### What you need to do
Check each line of the data below for the word "ViewQuery", then extract the ones that have it.

### Records shown
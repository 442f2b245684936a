use chrono::{DateTime, Utc};
use serde::{Deserialize, Serialize};
use std::fmt::{Display, Formatter, Result as FmtResult};
use std::str::FromStr;
use utoipa::ToSchema;
use uuid::Uuid;

/// Capability granted by an access token. Checks are pure set membership;
/// there is no permission hierarchy.
#[derive(Debug, Clone, Copy, Serialize, Deserialize, PartialEq, Eq, Hash, ToSchema)]
#[serde(rename_all = "snake_case")]
pub enum Permission {
    View,
    ViewQuery,
    ViewSynopsis,
    ViewSample,
    ViewFull,
    Download,
    Print,
    Copy,
}

impl Display for Permission {
    fn fmt(&self, f: &mut Formatter<'_>) -> FmtResult {
        let s = match self {
            Permission::View => "view",
            Permission::ViewQuery => "view_query",
            Permission::ViewSynopsis => "view_synopsis",
            Permission::ViewSample => "view_sample",
            Permission::ViewFull => "view_full",
            Permission::Download => "download",
            Permission::Print => "print",
            Permission::Copy => "copy",
        };
        write!(f, "{}", s)
    }
}

impl FromStr for Permission {
    type Err = String;

    fn from_str(s: &str) -> Result<Self, Self::Err> {
        match s {
            "view" => Ok(Permission::View),
            "view_query" => Ok(Permission::ViewQuery),
            "view_synopsis" => Ok(Permission::ViewSynopsis),
            "view_sample" => Ok(Permission::ViewSample),
            "view_full" => Ok(Permission::ViewFull),
            "download" => Ok(Permission::Download),
            "print" => Ok(Permission::Print),
            "copy" => Ok(Permission::Copy),
            other => Err(format!("Unknown permission: {}", other)),
        }
    }
}

/// Claims carried by a signed access token. Immutable once signed; the HMAC
/// signature is the sole source of integrity. Granting broader access means
/// issuing a new token, never mutating an existing one.
#[derive(Debug, Clone, Serialize, Deserialize, PartialEq, ToSchema)]
pub struct AccessTokenPayload {
    pub submission_id: Uuid,
    pub partner_id: Uuid,
    pub user_id: Uuid,
    pub watermark_id: String,
    pub permissions: Vec<Permission>,
    pub created_at: DateTime<Utc>,
    pub expires_at: DateTime<Utc>,
}

impl AccessTokenPayload {
    /// Subject string for generic JWT tooling: `submission:<id>:partner:<id>`.
    pub fn subject(&self) -> String {
        format!(
            "submission:{}:partner:{}",
            self.submission_id, self.partner_id
        )
    }
}

#[cfg(test)]
mod tests {
    use super::*;

    #[test]
    fn test_permission_display_round_trip() {
        for p in [
            Permission::View,
            Permission::ViewQuery,
            Permission::ViewSynopsis,
            Permission::ViewSample,
            Permission::ViewFull,
            Permission::Download,
            Permission::Print,
            Permission::Copy,
        ] {
            assert_eq!(p.to_string().parse::<Permission>().unwrap(), p);
        }
    }

    #[test]
    fn test_permission_unknown_string_rejected() {
        assert!("share".parse::<Permission>().is_err());
    }

    #[test]
    fn test_subject_format() {
        let submission_id = Uuid::new_v4();
        let partner_id = Uuid::new_v4();
        let payload = AccessTokenPayload {
            submission_id,
            partner_id,
            user_id: Uuid::new_v4(),
            watermark_id: "ab".repeat(16),
            permissions: vec![Permission::View],
            created_at: Utc::now(),
            expires_at: Utc::now(),
        };
        assert_eq!(
            payload.subject(),
            format!("submission:{}:partner:{}", submission_id, partner_id)
        );
    }
}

### Solved exercise
    ViewQuery,
            Permission::ViewQuery => "view_query",
            "view_query" => Ok(Permission::ViewQuery),
            Permission::ViewQuery,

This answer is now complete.